Anyway I am just ranting because I hate these stupid surveys. I feel like it masks issues that customers face because they are tempted to give perfect scores out of compassion for the employee. I also feel that honest criticism cannot be given because something that might help them in the future will come down on the person giving me the service instead of the management that needs to make the change.

What does everyone think? I would love to hear from someone who deals with these or pushes them. What am I missing? At this point I pretty much refuse to take a corporate survey unless there is some compelling evidence that it might help to change something. That hardly ever happens. If someone loves them help me see the light.


----------



## MelindaV (Apr 2, 2016)

I'm pretty much there with you. If an employee tells me how to fill a survey on their performance out, I either will not at all, or will honestly do it. What is the point of all 5star ratings on every survey that is turned in? I am sure the higher ups that created the survey did not intend for the staff to tell their customers that they need to give them a perfect score.


----------



## ummgood (Feb 13, 2017)

MelindaV said:


> I'm pretty much there with you. If an employee tells me how to fill a survey on their performance out, I either will not at all, or will honestly do it. What is the point of all 5star ratings on every survey that is turned in? I am sure the higher ups that created the survey did not intend for the staff to tell their customers that they need to give them a perfect score.


I think they probably didn't intend for that to happen but when they set performance reviews or pay off of their score that is bound to happen. I know someone in the insurance industry and he told me they have a 94% requirement. The problem is in order to get that high of a score the employees have to beg for 100% because they'll get angry people that want unobtainable results that will give 0%.


----------



## Bigriver (Jan 26, 2018)

@ummgood, I feel your pain. Long ago I used to eagerly fill out surveys, honestly wanting to give helpful feedback. But it seems some evil management consulting genius decided that if one survey is good, let's do 10, and we are bombarded by them daily. I especially hate the airline surveys as I guess I'm supposed to remember the eye color and every detail of every interaction I had with every employee.

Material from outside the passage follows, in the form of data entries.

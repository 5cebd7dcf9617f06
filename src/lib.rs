//! Rule compiler for ingress routing and redirect declarations.
//!
//! Declarations (host, path, annotations, target, creation time) go in;
//! deterministic, priority-ordered route and redirect tables come out.

pub mod annotations;
pub mod compiler;
pub mod config;
pub mod error;
pub mod ingest;
pub mod lifecycle;
pub mod observability;
pub mod publish;
pub mod rules;

pub use compiler::{CompiledRule, CompiledRules, RuleAction, RuleCompiler};
pub use config::CompilerConfig;
pub use error::{CompileError, ConflictError, ValidationError};
pub use ingest::{Controller, SourceEvent, SourceObject, SourceStatus};
pub use rules::{Annotations, Declaration, RuleKind};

I rarely fill out any surveys now, but if I do, it's all perfect scores or mostly low scores. From what I've seen, the bean counters who care about these surveys really don't know how to interpret a score of 6, 7 or 8.


----------



## ummgood (Feb 13, 2017)

Bigriver said:


> @ummgood, I feel your pain. Long ago I used to eagerly fill out surveys, honestly wanting to give helpful feedback. But it seems some evil management consulting genius decided that if one survey is good, let's do 10, and we are bombarded by them daily. I especially hate the airline surveys as I guess I'm supposed to remember the eye color and every detail of every interaction I had with every employee.
> 
> I rarely fill out any surveys now, but if I do, it's all perfect scores or mostly low scores. From what I've seen, the bean counters who care about these surveys really don't know how to interpret a score of 6, 7 or 8.


To me it should be averages. I agree though we have so many now that I don't bother unless they are willing to actually pay me to do it (I actually was paid by Benz because I owned a Model 3).

What I do now is leave honest reviews on Yelp or Google because I find those useful when trying to find a business.


----------



## GDN (Oct 30, 2017)

I hate them as well and don't fill out as many as I used to. I've heard stories though and car dealerships are the worst, that if they don't get high marks then corporate is always on their ass about what they aren't doing right. It's just a way/reason for the men making the big money wearing suits to have a reason to go beat on the poor guy at the bottom of the food chain who typically gets nothing for bending over backwards.


----------



## ummgood (Feb 13, 2017)

GDN said:


> I hate them as well and don't fill out as many as I used to. I've heard stories though and car dealerships are the worst, that if they don't get high marks then corporate is always on their ass about what they aren't doing right. It's just a way/reason for the men making the big money wearing suits to have a reason to go beat on the poor guy at the bottom of the food chain who typically gets nothing for bending over backwards.


Exactly!


----------



## Michael Russo (Oct 15, 2016)

I fill them in occasionally, either when I’m really happy or when I’m really p.o’d. I guess if it’s middle of the road, I don’t feel as motivated. 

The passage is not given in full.